TO DO »
Set down exactly the lines below between the line holding "self.submitted.load(Ordering::Relaxed)" and the line holding "let count = count.max(1);", inclusive; no other line belongs in the answer.

____ DATA PROVIDED

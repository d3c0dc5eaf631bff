// SPDX-License-Identifier: MIT
// SPDX-FileCopyrightText: 2026 ® John Hauger Mitander <john@oxidity.com>

use crate::common::error::AppError;
use crate::services::mining::candidate::{Candidate, CandidateMiner};
use alloy::primitives::U256;
use std::sync::Arc;
use std::sync::atomic::{AtomicU64, Ordering};
use std::thread::{self, JoinHandle};
use tokio::sync::{mpsc, watch};
use tokio_util::sync::CancellationToken;

/// Room for a boxed blob, its c-kzg copy and the commitment scratch space.
const WORKER_STACK_BYTES: usize = 8 * 1024 * 1024;

/// Process-wide mining counters. Written by every worker, read by the monitor.
#[derive(Debug, Default)]
pub struct MiningStats {
    attempts: AtomicU64,
    accepted: AtomicU64,
    submitted: AtomicU64,
    confirmed: AtomicU64,
    failed: AtomicU64,
}

impl MiningStats {
    pub fn record_attempt(&self) {
        self.attempts.fetch_add(1, Ordering::Relaxed);
    }

    pub fn record_accept(&self) {
        self.accepted.fetch_add(1, Ordering::Relaxed);
    }

    pub fn record_submitted(&self) {
        self.submitted.fetch_add(1, Ordering::Relaxed);
    }

    pub fn record_confirmed(&self) {
        self.confirmed.fetch_add(1, Ordering::Relaxed);
    }

    pub fn record_failed(&self) {
        self.failed.fetch_add(1, Ordering::Relaxed);
    }

    pub fn attempts(&self) -> u64 {
        self.attempts.load(Ordering::Relaxed)
    }

    pub fn accepted(&self) -> u64 {
        self.accepted.load(Ordering::Relaxed)
    }

    pub fn submitted(&self) -> u64 {
        self.submitted.load(Ordering::Relaxed)
    }

    pub fn confirmed(&self) -> u64 {
        self.confirmed.load(Ordering::Relaxed)
    }

    pub fn failed(&self) -> u64 {
        self.failed.load(Ordering::Relaxed)
    }
}

/// Fixed-size pool of OS threads running [`CandidateMiner::mine_once`] in a tight loop.
///
/// Accepted candidates go through a bounded channel; a full channel blocks the worker.
/// Workers exit when the shutdown token fires or the receiving side is dropped.
pub struct WorkerPool {
    handles: Vec<JoinHandle<()>>,
    shutdown: CancellationToken,
}

impl WorkerPool {
    pub fn spawn(
        count: usize,
        miner: Arc<CandidateMiner>,
        target_rx: watch::Receiver<U256>,
        candidate_tx: mpsc::Sender<Candidate>,
        stats: Arc<MiningStats>,
        shutdown: CancellationToken,
    ) -> Result<Self, AppError> {
        let count = count.max(1);
        let mut handles = Vec::with_capacity(count);
        for id in 0..count {
            let miner = Arc::clone(&miner);
            let target_rx = target_rx.clone();
            let candidate_tx = candidate_tx.clone();
            let stats = Arc::clone(&stats);
            let shutdown = shutdown.clone();
            let handle = thread::Builder::new()
                .name(format!("blob-miner-{id}"))
                .stack_size(WORKER_STACK_BYTES)
                .spawn(move || {
                    worker_loop(id, &miner, &target_rx, &candidate_tx, &stats, &shutdown)
                })
                .map_err(|e| {
                    AppError::Initialization(format!("spawn mining worker {id}: {e}"))
                })?;
            handles.push(handle);
        }
        tracing::info!(target: "miner", workers = count, "create cpu task");
        Ok(Self { handles, shutdown })
    }

    pub fn stop(&self) {
        self.shutdown.cancel();
    }

    /// Joins every worker. Blocks; call after [`stop`](Self::stop) and after the
    /// receiver is dropped, otherwise a worker parked on a full queue never returns.
    pub fn join(self) {
        for handle in self.handles {
            if handle.join().is_err() {
                tracing::warn!(target: "miner", "mining worker panicked");
            }
        }
    }
}

fn worker_loop(
    id: usize,
    miner: &CandidateMiner,
    target_rx: &watch::Receiver<U256>,
    candidate_tx: &mpsc::Sender<Candidate>,
    stats: &MiningStats,
    shutdown: &CancellationToken,
) {
    let mut rng = rand::thread_rng();
    while !shutdown.is_cancelled() {
        let target = *target_rx.borrow();
        let outcome = miner.mine_once(&mut rng, target, id);
        stats.record_attempt();

        match outcome {
            Ok(Some(candidate)) => {
                stats.record_accept();
                tracing::info!(
                    target: "miner",
                    worker_id = id,
                    versioned_hash = %candidate.versioned_hash,
                    "mined new blob"
                );
                if candidate_tx.blocking_send(candidate).is_err() {
                    tracing::debug!(target: "miner", worker_id = id, "candidate queue closed");
                    break;
                }
            }
            Ok(None) => {}
            Err(e) => {
                tracing::debug!(target: "miner", worker_id = id, error = %e, "attempt discarded");
            }
        }
    }
    tracing::debug!(target: "miner", worker_id = id, "mining worker stopped");
}

#[cfg(test)]
mod tests {
    use super::*;
    use crate::domain::session::AcceptanceRule;
    use std::time::Duration;

    #[test]
    fn counters_start_at_zero_and_accumulate() {
        let stats = MiningStats::default();
        stats.record_attempt();
        stats.record_attempt();
        stats.record_accept();
        stats.record_confirmed();
        assert_eq!(stats.attempts(), 2);
        assert_eq!(stats.accepted(), 1);
        assert_eq!(stats.confirmed(), 1);
        assert_eq!(stats.failed(), 0);
    }

    #[test]
    fn zero_target_rejects_and_stops_on_cancel() {
        let (_target_tx, target_rx) = watch::channel(U256::ZERO);
        let (candidate_tx, mut candidate_rx) = mpsc::channel(3);
        let stats = Arc::new(MiningStats::default());
        let shutdown = CancellationToken::new();
        let pool = WorkerPool::spawn(
            2,
            Arc::new(CandidateMiner::new(AcceptanceRule::Truncate)),
            target_rx,
            candidate_tx,
            Arc::clone(&stats),
            shutdown.clone(),
        )
        .expect("spawn");

        while stats.attempts() < 2 {
            thread::sleep(Duration::from_millis(5));
        }
        pool.stop();
        pool.join();

        assert_eq!(stats.accepted(), 0);
        assert!(candidate_rx.try_recv().is_err());
    }
}
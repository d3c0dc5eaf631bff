// SPDX-License-Identifier: MIT
// SPDX-FileCopyrightText: 2026 ® John Hauger Mitander <john@oxidity.com>

use crate::domain::error::AppError;
use alloy::eips::eip7840::BlobParams;
use alloy::primitives::{Address, U256};
use alloy::signers::local::PrivateKeySigner;
use std::fmt;
use std::str::FromStr;

/// Immutable per-process mining session. Built once at startup, shared by reference.
#[derive(Clone, Debug)]
pub struct SessionConfig {
    pub signer: PrivateKeySigner,
    pub sender: Address,
    pub chain_id: u64,
    pub contract: Address,
    /// Wei per gas.
    pub max_fee_per_gas: u128,
    /// Wei per gas.
    pub max_priority_fee_per_gas: u128,
    pub blob_fee: BlobFeePolicy,
    pub blob_params: BlobParams,
    pub acceptance_rule: AcceptanceRule,
    pub limits: MintLimits,
    /// Confirmed mints after which the session ends.
    pub max_mints: u64,
    pub dry_run: bool,
}

/// Blob gas parameters for a fork name. BPO forks only change counts and the update fraction.
pub fn parse_blob_schedule(raw: &str) -> Result<BlobParams, AppError> {
    match raw.trim().to_ascii_lowercase().as_str() {
        "cancun" | "dencun" => Ok(BlobParams::cancun()),
        "prague" | "pectra" => Ok(BlobParams::prague()),
        "osaka" | "fusaka" => Ok(BlobParams::osaka()),
        "bpo1" => Ok(BlobParams::bpo1()),
        "bpo2" => Ok(BlobParams::bpo2()),
        other => Err(AppError::validation(
            "blob_schedule",
            format!("unknown schedule `{other}` (expected cancun, prague, osaka, bpo1 or bpo2)"),
        )),
    }
}

/// How the blob-fee-cap attached to each transaction is derived from the current base blob fee.
#[derive(Clone, Copy, Debug, PartialEq, Eq)]
pub struct BlobFeePolicy {
    pub multiplier: u128,
    /// Wei per blob gas.
    pub floor: u128,
    /// Wei per blob gas; user authority, wins over the floor.
    pub ceiling: Option<u128>,
}

impl BlobFeePolicy {
    pub fn apply(&self, base_fee: u128) -> u128 {
        let cap = base_fee.saturating_mul(self.multiplier).max(self.floor);
        match self.ceiling {
            Some(ceiling) => cap.min(ceiling),
            None => cap,
        }
    }
}

/// Mapping from a blob's versioned hash to its acceptance integer.
#[derive(Clone, Copy, Debug, PartialEq, Eq, Default)]
pub enum AcceptanceRule {
    /// Drop the version byte; the remaining 31 bytes form the integer.
    #[default]
    Truncate,
    /// Historical in-place shift: bytes 1..32 followed by a copy of the last byte.
    LegacyShift,
}

impl FromStr for AcceptanceRule {
    type Err = AppError;

    fn from_str(raw: &str) -> Result<Self, Self::Err> {
        match raw.trim().to_ascii_lowercase().as_str() {
            "truncate" => Ok(AcceptanceRule::Truncate),
            "legacy_shift" | "legacy-shift" | "shift" => Ok(AcceptanceRule::LegacyShift),
            other => Err(AppError::validation(
                "acceptance_rule",
                format!("unknown rule `{other}` (expected truncate or legacy_shift)"),
            )),
        }
    }
}

/// Contract-enforced limits checked right before every broadcast.
#[derive(Clone, Copy, Debug, PartialEq, Eq)]
pub struct MintLimits {
    pub per_address: u64,
    pub total_supply: u64,
}

impl MintLimits {
    /// `Some` when the sender has already used up its allowance.
    pub fn check_minted(&self, minted: U256) -> Option<Termination> {
        (minted >= U256::from(self.per_address)).then_some(Termination::AddressLimitReached)
    }

    /// `Some` when the next token id lies past the supply cap.
    pub fn check_next_token(&self, next_token_id: U256) -> Option<Termination> {
        (next_token_id > U256::from(self.total_supply)).then_some(Termination::SoldOut)
    }
}

/// Deliberate end of a session. All variants exit the process successfully.
#[derive(Clone, Copy, Debug, PartialEq, Eq)]
pub enum Termination {
    MintCapReached { minted: u64 },
    AddressLimitReached,
    SoldOut,
    Aborted,
}

impl fmt::Display for Termination {
    fn fmt(&self, f: &mut fmt::Formatter<'_>) -> fmt::Result {
        match self {
            Termination::MintCapReached { minted } => write!(f, "mint count reached ({minted})"),
            Termination::AddressLimitReached => f.write_str("per-address mint limit reached"),
            Termination::SoldOut => f.write_str("sold out"),
            Termination::Aborted => f.write_str("aborted by operator"),
        }
    }
}
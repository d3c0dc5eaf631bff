// SPDX-License-Identifier: MIT
// SPDX-FileCopyrightText: 2026 ® John Hauger Mitander <john@on1.no>

use crate::common::error::AppError;
use crate::data::abi::mint_calldata;
use crate::domain::constants::GAS_LIMIT_MARGIN;
use crate::domain::session::SessionConfig;
use crate::network::gas::BlobFeeOracle;
use crate::network::nonce::NonceManager;
use crate::network::provider::RpcProvider;
use crate::services::mining::candidate::{Candidate, CandidateMiner};
use alloy::consensus::{SignableTransaction, TxEip4844, TxEip4844Variant, TxEip4844WithSidecar};
use alloy::eips::eip2718::Encodable2718;
use alloy::eips::eip2930::AccessList;
use alloy::eips::eip4844::BlobTransactionSidecar;
use alloy::network::TxSignerSync;
use alloy::primitives::{B256, TxKind, U256};
use alloy::providers::Provider;
use alloy::rpc::types::eth::{TransactionInput, TransactionRequest};
use alloy_consensus::TxEnvelope;
use std::sync::Arc;

/// Signed type-3 transaction in network encoding (sidecar included).
#[derive(Clone)]
pub struct SignedBlobTx {
    pub hash: B256,
    pub nonce: u64,
    pub gas_limit: u64,
    pub max_fee_per_blob_gas: u128,
    pub versioned_hash: B256,
    pub raw: Vec<u8>,
}

impl std::fmt::Debug for SignedBlobTx {
    fn fmt(&self, f: &mut std::fmt::Formatter<'_>) -> std::fmt::Result {
        f.debug_struct("SignedBlobTx")
            .field("hash", &self.hash)
            .field("nonce", &self.nonce)
            .field("gas_limit", &self.gas_limit)
            .field("max_fee_per_blob_gas", &self.max_fee_per_blob_gas)
            .field("versioned_hash", &self.versioned_hash)
            .field("raw_len", &self.raw.len())
            .finish()
    }
}

/// Per-transaction values fetched from the chain right before signing.
#[derive(Debug, Clone, Copy, PartialEq, Eq)]
pub struct BlobTxParams {
    pub nonce: u64,
    pub gas_limit: u64,
    pub max_fee_per_blob_gas: u128,
}

pub struct TransactionBuilder {
    provider: RpcProvider,
    session: Arc<SessionConfig>,
    miner: Arc<CandidateMiner>,
    nonces: NonceManager,
    fees: BlobFeeOracle,
}

impl TransactionBuilder {
    pub fn new(
        provider: RpcProvider,
        session: Arc<SessionConfig>,
        miner: Arc<CandidateMiner>,
    ) -> Self {
        let nonces = NonceManager::new(provider.clone(), session.sender);
        let fees = BlobFeeOracle::new(provider.clone(), session.blob_params, session.blob_fee);
        Self {
            provider,
            session,
            miner,
            nonces,
            fees,
        }
    }

    /// Turns one accepted candidate into a signed transaction. Any error discards the candidate.
    pub async fn build(&self, candidate: Candidate) -> Result<SignedBlobTx, AppError> {
        let versioned_hash = candidate.versioned_hash;
        let miner = Arc::clone(&self.miner);
        let sidecar = tokio::task::spawn_blocking(move || blob_sidecar(&miner, candidate))
            .await
            .map_err(|e| AppError::Unknown(anyhow::Error::new(e).context("sidecar task")))??;

        let nonce = self.nonces.get_next_nonce().await?;
        let quote = self.fees.quote().await?;
        let gas_limit = self.estimate_gas(versioned_hash).await?;

        let params = BlobTxParams {
            nonce,
            gas_limit,
            max_fee_per_blob_gas: quote.max_fee_per_blob_gas,
        };
        assemble_and_sign(&self.session, params, sidecar)
    }

    async fn estimate_gas(&self, versioned_hash: B256) -> Result<u64, AppError> {
        let request = TransactionRequest {
            from: Some(self.session.sender),
            to: Some(TxKind::Call(self.session.contract)),
            input: TransactionInput::new(mint_calldata()),
            blob_versioned_hashes: Some(vec![versioned_hash]),
            ..Default::default()
        };
        let estimate = self
            .provider
            .estimate_gas(request)
            .await
            .map_err(|e| AppError::Build(format!("estimate_gas failed: {e}")))?;
        let gas_limit = estimate.saturating_add(GAS_LIMIT_MARGIN);
        tracing::info!(target: "builder", gas = gas_limit, "rpc estimate gas");
        Ok(gas_limit)
    }
}

/// Blob, commitment and freshly computed proof for a single-blob transaction.
pub fn blob_sidecar(
    miner: &CandidateMiner,
    candidate: Candidate,
) -> Result<BlobTransactionSidecar, AppError> {
    let proof = miner.prove(&candidate.blob, &candidate.commitment)?;
    Ok(BlobTransactionSidecar::new(
        vec![*candidate.blob],
        vec![candidate.commitment],
        vec![proof],
    ))
}

/// Builds the EIP-4844 mint transaction and signs it with the session key.
pub fn assemble_and_sign(
    session: &SessionConfig,
    params: BlobTxParams,
    sidecar: BlobTransactionSidecar,
) -> Result<SignedBlobTx, AppError> {
    let blob_versioned_hashes: Vec<B256> = sidecar.versioned_hashes().collect();
    let versioned_hash = blob_versioned_hashes
        .first()
        .copied()
        .ok_or_else(|| AppError::Build("sidecar carries no blobs".into()))?;

    let tx = TxEip4844 {
        chain_id: session.chain_id,
        nonce: params.nonce,
        gas_limit: params.gas_limit,
        max_fee_per_gas: session.max_fee_per_gas,
        max_priority_fee_per_gas: session.max_priority_fee_per_gas,
        to: session.contract,
        value: U256::ZERO,
        access_list: AccessList::default(),
        blob_versioned_hashes,
        max_fee_per_blob_gas: params.max_fee_per_blob_gas,
        input: mint_calldata(),
    };
    let with_sidecar = TxEip4844WithSidecar::from_tx_and_sidecar(tx, sidecar);
    let mut tx = TxEip4844Variant::TxEip4844WithSidecar(with_sidecar);

    let sig = TxSignerSync::sign_transaction_sync(&session.signer, &mut tx)
        .map_err(|e| AppError::Build(format!("Sign tx failed: {}", e)))?;
    let signed: TxEnvelope = tx.into_signed(sig).into();
    let hash = *signed.tx_hash();
    let raw = signed.encoded_2718();

    tracing::debug!(
        target: "builder",
        tx_hash = %hash,
        nonce = params.nonce,
        gas_limit = params.gas_limit,
        max_fee_per_blob_gas = params.max_fee_per_blob_gas,
        raw_len = raw.len(),
        "signed blob transaction"
    );

    Ok(SignedBlobTx {
        hash,
        nonce: params.nonce,
        gas_limit: params.gas_limit,
        max_fee_per_blob_gas: params.max_fee_per_blob_gas,
        versioned_hash,
        raw,
    })
}
// SPDX-License-Identifier: MIT
// SPDX-FileCopyrightText: 2026 ® John Hauger Mitander <john@oxidity.com>

use thiserror::Error;

#[derive(Error, Debug)]
pub enum AppError {
    #[error("Configuration error: {0}")]
    Config(String),

    #[error("Initialization failed: {0}")]
    Initialization(String),

    #[error("Connection failed to endpoint: {0}")]
    Connection(String),

    #[error("Validation failed for field {field}: {message}")]
    Validation { field: String, message: String },

    #[error("Transaction build failed: {0}")]
    Build(String),

    #[error("KZG error: {0}")]
    Kzg(String),

    #[error(transparent)]
    Unknown(#[from] anyhow::Error),
}

impl AppError {
    pub fn validation(field: &str, message: impl Into<String>) -> Self {
        AppError::Validation {
            field: field.to_string(),
            message: message.into(),
        }
    }
}

impl From<config::ConfigError> for AppError {
    fn from(err: config::ConfigError) -> Self {
        AppError::Config(err.to_string())
    }
}

impl From<c_kzg::Error> for AppError {
    fn from(err: c_kzg::Error) -> Self {
        AppError::Kzg(format!("{err:?}"))
    }
}
// SPDX-License-Identifier: MIT
// SPDX-FileCopyrightText: 2026 ® John Hauger Mitander <john@on1.no>

use crate::data::abi::BlobMint::BlobMintInstance;
use crate::domain::constants::{TARGET_BOOTSTRAP_INTERVAL, TARGET_POLL_INTERVAL};
use crate::network::provider::RpcProvider;
use alloy::primitives::U256;
use std::fmt::Display;
use std::time::Duration;
use tokio::sync::watch;
use tokio_util::sync::CancellationToken;

/// Single writer of the on-chain acceptance threshold. Readers hold a `watch::Receiver`
/// and may observe a stale (lower) value between polls.
pub struct TargetTracker {
    tx: watch::Sender<U256>,
}

impl Default for TargetTracker {
    fn default() -> Self {
        Self::new()
    }
}

impl TargetTracker {
    pub fn new() -> Self {
        let (tx, _) = watch::channel(U256::ZERO);
        Self { tx }
    }

    pub fn subscribe(&self) -> watch::Receiver<U256> {
        self.tx.subscribe()
    }

    pub fn current(&self) -> U256 {
        *self.tx.borrow()
    }

    /// Publishes `observed` only if it is strictly above the current target.
    pub fn advance(&self, observed: U256) -> bool {
        self.tx.send_if_modified(|current| {
            if observed > *current {
                *current = observed;
                true
            } else {
                false
            }
        })
    }

    /// Applies one poll result. Errors leave the target untouched.
    pub fn apply_poll<E: Display>(&self, result: Result<U256, E>) -> bool {
        match result {
            Ok(observed) => {
                let updated = self.advance(observed);
                if updated {
                    tracing::info!(target: "target", threshold = %observed, "update target");
                }
                updated
            }
            Err(e) => {
                tracing::warn!(target: "target", error = %e, "failed to get target");
                false
            }
        }
    }

    /// Polls `target()` forever; every tick is independent and failures are only logged.
    pub async fn run(&self, contract: BlobMintInstance<RpcProvider>, shutdown: CancellationToken) {
        loop {
            let polled = contract.target().call().await;
            self.apply_poll(polled);

            tokio::select! {
                _ = shutdown.cancelled() => break,
                _ = tokio::time::sleep(TARGET_POLL_INTERVAL) => {}
            }
        }
        tracing::debug!(target: "target", "target tracker stopped");
    }
}

/// Blocks until the first positive target is visible. `None` when shut down first.
pub async fn wait_for_target(
    rx: &watch::Receiver<U256>,
    shutdown: &CancellationToken,
) -> Option<U256> {
    wait_for_target_every(rx, shutdown, TARGET_BOOTSTRAP_INTERVAL).await
}

pub async fn wait_for_target_every(
    rx: &watch::Receiver<U256>,
    shutdown: &CancellationToken,
    interval: Duration,
) -> Option<U256> {
    loop {
        let current = *rx.borrow();
        if current > U256::ZERO {
            return Some(current);
        }
        tracing::info!(target: "target", "waiting for target");
        tokio::select! {
            _ = shutdown.cancelled() => return None,
            _ = tokio::time::sleep(interval) => {}
        }
    }
}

________

RESPONSE »
        self.submitted.load(Ordering::Relaxed)
    }

    pub fn confirmed(&self) -> u64 {
        self.confirmed.load(Ordering::Relaxed)
    }

    pub fn failed(&self) -> u64 {
        self.failed.load(Ordering::Relaxed)
    }
}

/// Fixed-size pool of OS threads running [`CandidateMiner::mine_once`] in a tight loop.
///
/// Accepted candidates go through a bounded channel; a full channel blocks the worker.
/// Workers exit when the shutdown token fires or the receiving side is dropped.
pub struct WorkerPool {
    handles: Vec<JoinHandle<()>>,
    shutdown: CancellationToken,
}

impl WorkerPool {
    pub fn spawn(
        count: usize,
        miner: Arc<CandidateMiner>,
        target_rx: watch::Receiver<U256>,
        candidate_tx: mpsc::Sender<Candidate>,
        stats: Arc<MiningStats>,
        shutdown: CancellationToken,
    ) -> Result<Self, AppError> {
        let count = count.max(1);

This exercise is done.